Hot tech companies and other startups will soon be permitted to raise money on the New York Stock Exchange without paying big underwriting fees to Wall Street banks, a move that threatens to upend how U.S. initial public offerings have been conducted for decades.
The Securities and Exchange Commission said Tuesday it had approved the NYSE's plan to allow so-called primary direct floor listings. The change marks a major departure from traditional IPOs, in which companies rely on investment banks to guide their share sales and stock is allocated to institutional investors the night before a listing. Instead, companies will be able to raise capital by selling shares directly on the exchange.

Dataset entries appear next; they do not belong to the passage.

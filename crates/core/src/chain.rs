//! Contraction of frequent stop-pair edges into maximal polylines.

use std::collections::HashMap;

use frequent_transit::StopIdentifier;
use serde::{Deserialize, Serialize};

use crate::segment::StopPairKey;
use crate::signature::{RouteSignature, RouteTag};

/// A frequent segment: a single stop-pair edge before contraction, a
/// polyline of merged edges after.
#[derive(Clone, Debug, PartialEq, Eq, Serialize, Deserialize)]
pub struct Chain {
    pub left: StopIdentifier,
    pub right: StopIdentifier,
    pub signature: RouteSignature,
    pub tags: Vec<RouteTag>,
    /// Stops from `left` to `right`, both included. Empty on uncontracted edges.
    pub stops: Vec<StopIdentifier>,
}

impl Chain {
    pub fn edge(key: &StopPairKey, signature: RouteSignature, tags: Vec<RouteTag>) -> Self {
        Self {
            left: key.upstream.clone(),
            right: key.downstream.clone(),
            signature,
            tags,
            stops: Vec::new(),
        }
    }

    /// Endpoint across the edge from `stop`
    fn other_end(&self, stop: &StopIdentifier) -> &StopIdentifier {
        if &self.left == stop { &self.right } else { &self.left }
    }
}

/// Greedy merger of frequent edges sharing an endpoint and a signature.
///
/// Edges are consumed in pool order: the first unconsumed edge seeds a
/// chain, which grows leftward and then rightward, each step taking the
/// earliest unconsumed pool edge with the chain's signature at the frontier
/// stop. At a branch the earliest edge wins, so the result is not
/// guaranteed to contain the longest possible chains.
pub struct ChainContractor {
    pool: Vec<Chain>,
    consumed: Vec<bool>,
    remaining: usize,
    /// (stop, signature) -> pool positions touching that stop, ascending
    adjacency: HashMap<(StopIdentifier, RouteSignature), Vec<usize>>,
}

impl ChainContractor {
    pub fn new(pool: Vec<Chain>) -> Self {
        let mut adjacency: HashMap<(StopIdentifier, RouteSignature), Vec<usize>> = HashMap::new();
        for (idx, edge) in pool.iter().enumerate() {
            adjacency
                .entry((edge.left.clone(), edge.signature.clone()))
                .or_default()
                .push(idx);
            if edge.right != edge.left {
                adjacency
                    .entry((edge.right.clone(), edge.signature.clone()))
                    .or_default()
                    .push(idx);
            }
        }

        Self {
            consumed: vec![false; pool.len()],
            remaining: pool.len(),
            pool,
            adjacency,
        }
    }

    /// Consume the whole pool, returning chains in seed order.
    pub fn contract(mut self) -> Vec<Chain> {
        tracing::info!("Collating {} frequent segments...", self.pool.len());

        let mut chains = Vec::new();
        let mut seed = 0;
        while self.remaining > 0 {
            while self.consumed[seed] {
                seed += 1;
            }
            self.take(seed);
            chains.push(self.extend(seed));
        }

        tracing::info!("{} polylines generated", chains.len());
        chains
    }

    fn take(&mut self, idx: usize) {
        debug_assert!(!self.consumed[idx]);
        self.consumed[idx] = true;
        self.remaining -= 1;
    }

    /// Earliest unconsumed edge with `signature` touching `stop`
    fn find(&self, stop: &StopIdentifier, signature: &RouteSignature) -> Option<usize> {
        self.adjacency
            .get(&(stop.clone(), signature.clone()))?
            .iter()
            .copied()
            .find(|idx| !self.consumed[*idx])
    }

    /// Walk from `stop` across matching edges, returning the stops reached
    /// in walk order.
    fn walk(&mut self, mut stop: StopIdentifier, signature: &RouteSignature) -> Vec<StopIdentifier> {
        let mut reached = Vec::new();
        while let Some(idx) = self.find(&stop, signature) {
            self.take(idx);
            stop = self.pool[idx].other_end(&stop).clone();
            reached.push(stop.clone());
        }
        reached
    }

    fn extend(&mut self, seed: usize) -> Chain {
        let Chain {
            left,
            right,
            signature,
            tags,
            ..
        } = self.pool[seed].clone();

        let leftward = self.walk(left.clone(), &signature);
        let rightward = self.walk(right.clone(), &signature);

        let mut stops = Vec::with_capacity(leftward.len() + rightward.len() + 2);
        stops.extend(leftward.iter().rev().cloned());
        stops.push(left.clone());
        stops.push(right.clone());
        stops.extend(rightward.iter().cloned());

        Chain {
            left: leftward.last().cloned().unwrap_or(left),
            right: rightward.last().cloned().unwrap_or(right),
            signature,
            tags,
            stops,
        }
    }
}
//! Schedule data models, types, and traits.

pub mod calendar;
pub mod time;
pub mod traits;
pub mod types;

// Re-exports for convenience
pub use calendar::{ServiceCalendar, WeekdayFlags};
pub use time::TimeOfDay;
pub use traits::{Route, ScheduleProvider, TransitStop, Trip};
pub use types::{DirectionId, StopEvent, TransitError, Result};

The SEC sign-off follows months of wrangling, including a decision made earlier this year to halt consideration of the proposal at the request of the Council of Institutional Investors, a group that represents major pension funds and endowments. CII had argued that the plan eroded investor protections and might make it more difficult for shareholders to sue over material misstatements or omissions made during the IPO process.
NYSE rejected those criticisms and disputed that the changes will increase risks to investors — arguments that ultimately won out. Getting the rule done under SEC Chairman Jay Clayton, who was appointed by President Donald Trump, might prove important for the exchange and Silicon Valley. That's because there's no guarantee an SEC chief picked by President-elect Joe Biden would approve NYSE's proposal.
To date, direct listings were really only an option for companies that wanted to give early investors or management the opportunity to cash out by selling stock. In September, workplace management software maker Asana Inc. and Palantir Technologies Inc., the data-mining company founded by billionaire Peter Thiel, used the strategy to go public.